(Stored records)
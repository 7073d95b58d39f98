//! Time sources consulted by the token cache, rate limiter, and in-memory stores.

// self
use crate::_prelude::*;

/// Source of the current instant.
///
/// Token freshness, rate-limit buckets, and cache expiry all read time through this trait so
/// hosts can drive them deterministically.
pub trait Clock
where
	Self: Send + Sync,
{
	/// Returns the current UTC instant.
	fn now(&self) -> OffsetDateTime;
}

/// Wall clock backed by [`OffsetDateTime::now_utc`].
#[derive(Clone, Copy, Debug, Default)]
pub struct SystemClock;
impl Clock for SystemClock {
	fn now(&self) -> OffsetDateTime {
		OffsetDateTime::now_utc()
	}
}

/// Manually driven clock for tests and simulations.
#[derive(Debug)]
pub struct ManualClock(RwLock<OffsetDateTime>);
impl ManualClock {
	/// Creates a clock frozen at `instant`.
	pub fn new(instant: OffsetDateTime) -> Self {
		Self(RwLock::new(instant))
	}

	/// Moves the clock to `instant`.
	pub fn set(&self, instant: OffsetDateTime) {
		*self.0.write() = instant;
	}

	/// Moves the clock forward by `delta`.
	pub fn advance(&self, delta: Duration) {
		let mut guard = self.0.write();

		*guard += delta;
	}
}
impl Default for ManualClock {
	fn default() -> Self {
		Self::new(OffsetDateTime::UNIX_EPOCH)
	}
}
impl Clock for ManualClock {
	fn now(&self) -> OffsetDateTime {
		*self.0.read()
	}
}

#[cfg(test)]
mod tests {
	// crates.io
	use time::macros;
	// self
	use super::*;

	#[test]
	fn manual_clock_advances_and_resets() {
		let clock = ManualClock::new(macros::datetime!(2025-01-01 00:00 UTC));

		clock.advance(Duration::minutes(90));

		assert_eq!(clock.now(), macros::datetime!(2025-01-01 01:30 UTC));

		clock.set(macros::datetime!(2024-06-01 00:00 UTC));

		assert_eq!(clock.now(), macros::datetime!(2024-06-01 00:00 UTC));
	}
}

▸ EXERCISE OBJECTIVE
Print the records above in full, exactly.

▸ SOLUTION TO THE PROBLEM
repository 7073d95b58d39f98
//! Time sources consulted by the token cache, rate limiter, and in-memory stores.

// self
use crate::_prelude::*;

/// Source of the current instant.
///
/// Token freshness, rate-limit buckets, and cache expiry all read time through this trait so
/// hosts can drive them deterministically.
pub trait Clock
where
	Self: Send + Sync,
{
	/// Returns the current UTC instant.
	fn now(&self) -> OffsetDateTime;
}

/// Wall clock backed by [`OffsetDateTime::now_utc`].
#[derive(Clone, Copy, Debug, Default)]
pub struct SystemClock;
impl Clock for SystemClock {
	fn now(&self) -> OffsetDateTime {
		OffsetDateTime::now_utc()
	}
}

/// Manually driven clock for tests and simulations.
#[derive(Debug)]
pub struct ManualClock(RwLock<OffsetDateTime>);
impl ManualClock {
	/// Creates a clock frozen at `instant`.
	pub fn new(instant: OffsetDateTime) -> Self {
		Self(RwLock::new(instant))
	}

	/// Moves the clock to `instant`.
	pub fn set(&self, instant: OffsetDateTime) {
		*self.0.write() = instant;
	}

	/// Moves the clock forward by `delta`.
	pub fn advance(&self, delta: Duration) {
		let mut guard = self.0.write();

		*guard += delta;
	}
}
impl Default for ManualClock {
	fn default() -> Self {
		Self::new(OffsetDateTime::UNIX_EPOCH)
	}
}
impl Clock for ManualClock {
	fn now(&self) -> OffsetDateTime {
		*self.0.read()
	}
}

#[cfg(test)]
mod tests {
	// crates.io
	use time::macros;
	// self
	use super::*;

	#[test]
	fn manual_clock_advances_and_resets() {
		let clock = ManualClock::new(macros::datetime!(2025-01-01 00:00 UTC));

		clock.advance(Duration::minutes(90));

		assert_eq!(clock.now(), macros::datetime!(2025-01-01 01:30 UTC));

		clock.set(macros::datetime!(2024-06-01 00:00 UTC));

		assert_eq!(clock.now(), macros::datetime!(2024-06-01 00:00 UTC));
	}
}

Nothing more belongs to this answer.